To make an inventory of needs assessment instruments in dementia, to explore the interaction between unmet needs and health-related quality of life (HRQoL) and to relate these to the conceptual model of Maslow's Hierarchy of needs in order to design a dementia-specific model.


Narrative review of literature on (measures of) needs of patients and caregivers and HRQoL determinants important in dementia. Relating these needs to individual goal setting instruments and Maslow's Hierarchy of needs model.


The Camberwell Assessment of Needs for the Elderly (CANE) turns out to be a valid tool to assess needs of dementia patients, suitable for research and clinical use. The Carers' Needs Assessment for Dementia (CNA-D) is a valid instrument to assess needs of caregivers. Patients identified significantly fewer needs than (in)formal caregivers. The most important needs, that also determine large part of HRQoL, are need for information; support with regard to symptoms of dementia; social contact and company; and for health monitoring and safety. Goal attainment scaling in dementia is an important but not yet valid outcome measure, with only few data on feasibility in dementia patients.

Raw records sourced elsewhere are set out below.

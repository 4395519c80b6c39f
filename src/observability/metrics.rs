//! Metrics for report assembly.
//!
//! Recording goes through the `metrics` facade; without an installed
//! recorder every call is a no-op, so the pure pipeline stays usable in tests.

use std::fmt;
use std::sync::OnceLock;

use ::metrics::Unit;
use metrics_exporter_prometheus::{PrometheusBuilder, PrometheusHandle};
use tracing::info;

/// Enum representing all metric names used in the system
#[derive(Debug, Clone, Copy, PartialEq, Eq, Hash)]
pub enum MetricName {
    // Report metrics
    ReportsAssembled,
    ReportRows,
    ReportAssemblyDuration,
    ReportSlotOverflow,
    ReportSentinelSubstituted,

    // Source metrics
    SourceFetchSuccess,
    SourceFetchError,
    SourceFetchDuration,
}

impl fmt::Display for MetricName {
    fn fmt(&self, f: &mut fmt::Formatter<'_>) -> fmt::Result {
        f.write_str(self.as_str())
    }
}

impl MetricName {
    pub fn as_str(&self) -> &'static str {
        match self {
            MetricName::ReportsAssembled => "ops_reports_assembled_total",
            MetricName::ReportRows => "ops_reports_rows_total",
            MetricName::ReportAssemblyDuration => "ops_reports_assembly_duration_seconds",
            MetricName::ReportSlotOverflow => "ops_reports_slot_overflow_total",
            MetricName::ReportSentinelSubstituted => "ops_reports_sentinel_substituted_total",

            MetricName::SourceFetchSuccess => "ops_reports_source_fetch_success_total",
            MetricName::SourceFetchError => "ops_reports_source_fetch_error_total",
            MetricName::SourceFetchDuration => "ops_reports_source_fetch_duration_seconds",
        }
    }

    pub fn all_metrics() -> impl Iterator<Item = MetricName> {
        use MetricName::*;
        [
            ReportsAssembled,
            ReportRows,
            ReportAssemblyDuration,
            ReportSlotOverflow,
            ReportSentinelSubstituted,
            SourceFetchSuccess,
            SourceFetchError,
            SourceFetchDuration,
        ]
        .into_iter()
    }

    /// Returns (phase, description, unit)
    pub fn metadata(&self) -> (&'static str, &'static str, Option<&'static str>) {
        match self {
            MetricName::ReportsAssembled => ("report", "Reports assembled", None),
            MetricName::ReportRows => ("report", "Report rows produced", None),
            MetricName::ReportAssemblyDuration => ("report", "Assembly duration", Some("s")),
            MetricName::ReportSlotOverflow => {
                ("report", "Child records dropped by slot capacity", None)
            }
            MetricName::ReportSentinelSubstituted => {
                ("report", "Unresolved lookups replaced by a sentinel", None)
            }

            MetricName::SourceFetchSuccess => ("source", "Successful upstream fetches", None),
            MetricName::SourceFetchError => ("source", "Failed or timed out upstream fetches", None),
            MetricName::SourceFetchDuration => ("source", "Upstream fetch duration", Some("s")),
        }
    }
}

static METRICS_HANDLE: OnceLock<PrometheusHandle> = OnceLock::new();

/// Install the Prometheus recorder. Calling it twice is harmless.
pub fn init() -> Result<(), Box<dyn std::error::Error>> {
    if METRICS_HANDLE.get().is_some() {
        return Ok(());
    }
    let handle = PrometheusBuilder::new()
        .install_recorder()
        .map_err(|e| format!("Failed to install Prometheus recorder: {}", e))?;
    METRICS_HANDLE.set(handle).ok();
    describe_all();
    info!("Metrics system initialized");
    Ok(())
}

/// Register the description and unit of every metric with the recorder.
pub fn describe_all() {
    for metric in MetricName::all_metrics() {
        let (_phase, description, unit) = metric.metadata();
        match unit {
            Some("s") => {
                ::metrics::describe_histogram!(metric.as_str(), Unit::Seconds, description);
            }
            _ => {
                ::metrics::describe_counter!(metric.as_str(), Unit::Count, description);
            }
        }
    }
}

/// Render the current metrics in Prometheus exposition format
pub fn render() -> Option<String> {
    METRICS_HANDLE.get().map(|handle| handle.render())
}

// ============================================================================
// Report Metrics
// ============================================================================

pub mod report {
    use super::MetricName;

    /// Record one assembled report
    pub fn assembled(report: &str, rows: usize, secs: f64) {
        ::metrics::counter!(MetricName::ReportsAssembled.as_str(), "report" => report.to_string())
            .increment(1);
        ::metrics::counter!(MetricName::ReportRows.as_str(), "report" => report.to_string())
            .increment(rows as u64);
        ::metrics::histogram!(MetricName::ReportAssemblyDuration.as_str()).record(secs);
    }

    /// Record child records cut off by the slot capacity
    pub fn slot_overflow(report: &str, dropped: usize) {
        ::metrics::counter!(MetricName::ReportSlotOverflow.as_str(), "report" => report.to_string())
            .increment(dropped as u64);
    }

    /// Record a lookup replaced by its sentinel
    pub fn sentinel_substituted() {
        ::metrics::counter!(MetricName::ReportSentinelSubstituted.as_str()).increment(1);
    }
}

// ============================================================================
// Source Metrics
// ============================================================================

pub mod source {
    use super::MetricName;

    pub fn fetch_success(report: &str, secs: f64) {
        ::metrics::counter!(MetricName::SourceFetchSuccess.as_str(), "report" => report.to_string())
            .increment(1);
        ::metrics::histogram!(MetricName::SourceFetchDuration.as_str()).record(secs);
    }

    pub fn fetch_error(report: &str) {
        ::metrics::counter!(MetricName::SourceFetchError.as_str(), "report" => report.to_string())
            .increment(1);
    }
}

There are several instruments to assess needs of dementia patients and caregivers. Domains of unmet needs and HRQoL overlap. The Hierarchy Model of Needs in Dementia (HMND) offers a new theoretical framework to address the interplay between meeting of needs and improvement of HRQoL in dementia. By identifying unmet needs in dementia-research and focussing on unmet needs in dementia-care, much can be done to improve HRQoL.